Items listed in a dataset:
== Segment start ==
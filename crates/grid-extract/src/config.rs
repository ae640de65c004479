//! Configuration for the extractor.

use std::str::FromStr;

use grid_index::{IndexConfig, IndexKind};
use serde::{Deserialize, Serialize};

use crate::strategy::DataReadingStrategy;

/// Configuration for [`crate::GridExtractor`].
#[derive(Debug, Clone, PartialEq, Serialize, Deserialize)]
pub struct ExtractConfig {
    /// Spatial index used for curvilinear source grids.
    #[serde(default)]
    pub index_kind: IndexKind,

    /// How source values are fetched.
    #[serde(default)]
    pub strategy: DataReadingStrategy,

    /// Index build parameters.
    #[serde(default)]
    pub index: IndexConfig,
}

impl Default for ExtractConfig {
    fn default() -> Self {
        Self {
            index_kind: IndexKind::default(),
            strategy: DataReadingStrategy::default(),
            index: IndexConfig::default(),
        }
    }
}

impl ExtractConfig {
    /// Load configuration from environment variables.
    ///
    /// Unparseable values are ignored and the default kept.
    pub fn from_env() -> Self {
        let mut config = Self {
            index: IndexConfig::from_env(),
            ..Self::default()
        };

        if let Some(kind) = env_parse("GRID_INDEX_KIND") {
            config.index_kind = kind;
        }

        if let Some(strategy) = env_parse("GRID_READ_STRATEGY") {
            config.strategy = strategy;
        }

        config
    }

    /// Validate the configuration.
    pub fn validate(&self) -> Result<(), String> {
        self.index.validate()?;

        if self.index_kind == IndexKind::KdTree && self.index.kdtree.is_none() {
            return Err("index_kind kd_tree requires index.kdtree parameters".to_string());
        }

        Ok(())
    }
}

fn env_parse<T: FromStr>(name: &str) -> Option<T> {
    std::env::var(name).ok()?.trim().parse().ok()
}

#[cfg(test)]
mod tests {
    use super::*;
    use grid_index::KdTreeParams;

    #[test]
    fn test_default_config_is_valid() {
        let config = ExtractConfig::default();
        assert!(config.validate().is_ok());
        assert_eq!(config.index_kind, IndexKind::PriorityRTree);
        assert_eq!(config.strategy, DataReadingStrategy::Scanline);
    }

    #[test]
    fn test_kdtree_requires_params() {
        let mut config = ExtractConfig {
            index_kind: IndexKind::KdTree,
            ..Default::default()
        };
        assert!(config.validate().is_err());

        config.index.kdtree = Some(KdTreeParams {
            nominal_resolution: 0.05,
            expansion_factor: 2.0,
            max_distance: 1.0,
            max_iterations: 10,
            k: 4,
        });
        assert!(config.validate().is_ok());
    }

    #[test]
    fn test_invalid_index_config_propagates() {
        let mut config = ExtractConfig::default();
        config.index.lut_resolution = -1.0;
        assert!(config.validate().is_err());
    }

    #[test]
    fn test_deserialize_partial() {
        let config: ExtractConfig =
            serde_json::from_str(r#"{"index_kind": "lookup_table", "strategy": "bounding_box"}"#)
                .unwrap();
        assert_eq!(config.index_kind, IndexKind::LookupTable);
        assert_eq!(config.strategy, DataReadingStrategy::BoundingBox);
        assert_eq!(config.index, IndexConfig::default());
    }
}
== Segment end ==
== Segment start ==
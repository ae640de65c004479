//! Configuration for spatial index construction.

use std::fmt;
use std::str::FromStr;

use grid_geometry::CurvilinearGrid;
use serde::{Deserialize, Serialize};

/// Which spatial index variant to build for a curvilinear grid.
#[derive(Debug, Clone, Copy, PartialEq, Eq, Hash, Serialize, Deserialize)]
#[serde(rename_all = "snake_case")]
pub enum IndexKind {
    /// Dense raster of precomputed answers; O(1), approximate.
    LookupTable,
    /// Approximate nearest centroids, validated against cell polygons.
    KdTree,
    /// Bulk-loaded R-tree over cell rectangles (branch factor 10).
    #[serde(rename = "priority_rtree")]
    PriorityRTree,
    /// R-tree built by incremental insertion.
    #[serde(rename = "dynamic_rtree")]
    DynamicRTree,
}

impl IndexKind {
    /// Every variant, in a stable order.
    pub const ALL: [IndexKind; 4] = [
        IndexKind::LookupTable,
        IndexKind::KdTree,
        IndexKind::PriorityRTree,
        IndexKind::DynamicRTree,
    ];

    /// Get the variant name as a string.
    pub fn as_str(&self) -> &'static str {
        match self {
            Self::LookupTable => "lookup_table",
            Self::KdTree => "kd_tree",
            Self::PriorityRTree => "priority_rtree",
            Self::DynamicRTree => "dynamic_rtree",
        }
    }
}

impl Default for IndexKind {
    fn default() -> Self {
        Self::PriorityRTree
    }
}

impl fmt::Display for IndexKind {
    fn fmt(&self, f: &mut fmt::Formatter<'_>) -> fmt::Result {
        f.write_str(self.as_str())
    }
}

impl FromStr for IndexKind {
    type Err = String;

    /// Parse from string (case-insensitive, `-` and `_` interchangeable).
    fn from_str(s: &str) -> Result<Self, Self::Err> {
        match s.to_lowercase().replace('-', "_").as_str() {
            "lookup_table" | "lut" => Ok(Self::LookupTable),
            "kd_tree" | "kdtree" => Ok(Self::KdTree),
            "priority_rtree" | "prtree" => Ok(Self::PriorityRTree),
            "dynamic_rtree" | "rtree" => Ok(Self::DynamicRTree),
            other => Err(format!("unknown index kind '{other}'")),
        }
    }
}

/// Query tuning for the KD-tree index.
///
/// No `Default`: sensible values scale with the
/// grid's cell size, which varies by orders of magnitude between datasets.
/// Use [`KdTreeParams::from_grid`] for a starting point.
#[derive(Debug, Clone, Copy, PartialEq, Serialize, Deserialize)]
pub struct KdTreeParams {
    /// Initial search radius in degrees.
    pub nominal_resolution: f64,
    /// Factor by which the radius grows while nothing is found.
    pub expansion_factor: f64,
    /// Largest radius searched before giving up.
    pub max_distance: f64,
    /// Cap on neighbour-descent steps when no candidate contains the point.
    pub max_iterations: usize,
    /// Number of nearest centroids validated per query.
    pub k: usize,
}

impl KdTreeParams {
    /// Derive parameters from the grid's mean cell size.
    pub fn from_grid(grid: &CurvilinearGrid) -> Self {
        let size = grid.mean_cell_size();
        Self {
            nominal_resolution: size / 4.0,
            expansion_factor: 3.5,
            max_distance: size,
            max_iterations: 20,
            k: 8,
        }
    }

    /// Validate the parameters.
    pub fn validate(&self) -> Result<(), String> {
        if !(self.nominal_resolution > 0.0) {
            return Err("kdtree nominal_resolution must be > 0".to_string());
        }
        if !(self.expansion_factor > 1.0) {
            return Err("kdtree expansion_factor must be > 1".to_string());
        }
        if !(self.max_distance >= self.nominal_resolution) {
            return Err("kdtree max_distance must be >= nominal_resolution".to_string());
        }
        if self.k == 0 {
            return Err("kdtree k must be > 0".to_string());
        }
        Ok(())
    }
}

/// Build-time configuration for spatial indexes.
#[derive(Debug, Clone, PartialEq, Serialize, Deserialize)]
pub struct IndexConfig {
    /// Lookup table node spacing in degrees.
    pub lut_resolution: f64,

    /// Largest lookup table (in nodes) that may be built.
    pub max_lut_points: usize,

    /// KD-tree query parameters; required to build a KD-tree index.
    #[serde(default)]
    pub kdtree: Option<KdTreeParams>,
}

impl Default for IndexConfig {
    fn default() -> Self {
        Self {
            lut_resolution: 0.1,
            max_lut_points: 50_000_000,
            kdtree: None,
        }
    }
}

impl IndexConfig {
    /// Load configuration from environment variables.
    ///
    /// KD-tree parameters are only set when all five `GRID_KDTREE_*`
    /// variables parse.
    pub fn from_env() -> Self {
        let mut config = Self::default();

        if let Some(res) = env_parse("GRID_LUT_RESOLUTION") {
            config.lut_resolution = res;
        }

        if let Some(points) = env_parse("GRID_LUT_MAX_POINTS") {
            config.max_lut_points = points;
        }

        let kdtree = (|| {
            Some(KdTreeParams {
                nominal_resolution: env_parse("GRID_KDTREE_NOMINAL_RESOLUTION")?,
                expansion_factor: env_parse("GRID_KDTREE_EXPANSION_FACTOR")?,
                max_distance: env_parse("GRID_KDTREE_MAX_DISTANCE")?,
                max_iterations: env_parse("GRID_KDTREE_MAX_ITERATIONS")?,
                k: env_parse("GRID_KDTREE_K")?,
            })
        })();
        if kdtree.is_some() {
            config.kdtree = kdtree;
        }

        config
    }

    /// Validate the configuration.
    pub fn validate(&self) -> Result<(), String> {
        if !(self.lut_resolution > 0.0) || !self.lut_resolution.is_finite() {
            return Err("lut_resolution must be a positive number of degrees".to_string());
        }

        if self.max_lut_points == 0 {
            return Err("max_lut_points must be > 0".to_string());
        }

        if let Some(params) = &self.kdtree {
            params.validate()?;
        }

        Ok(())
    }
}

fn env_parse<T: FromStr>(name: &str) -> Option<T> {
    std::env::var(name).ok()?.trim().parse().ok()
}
== Segment end ==
- **TASK ITEM**
Among the records, find all lines that include the string "built" and return them.

- **FINISHED EXERCISE**
    /// R-tree built by incremental insertion.
    /// Largest lookup table (in nodes) that may be built.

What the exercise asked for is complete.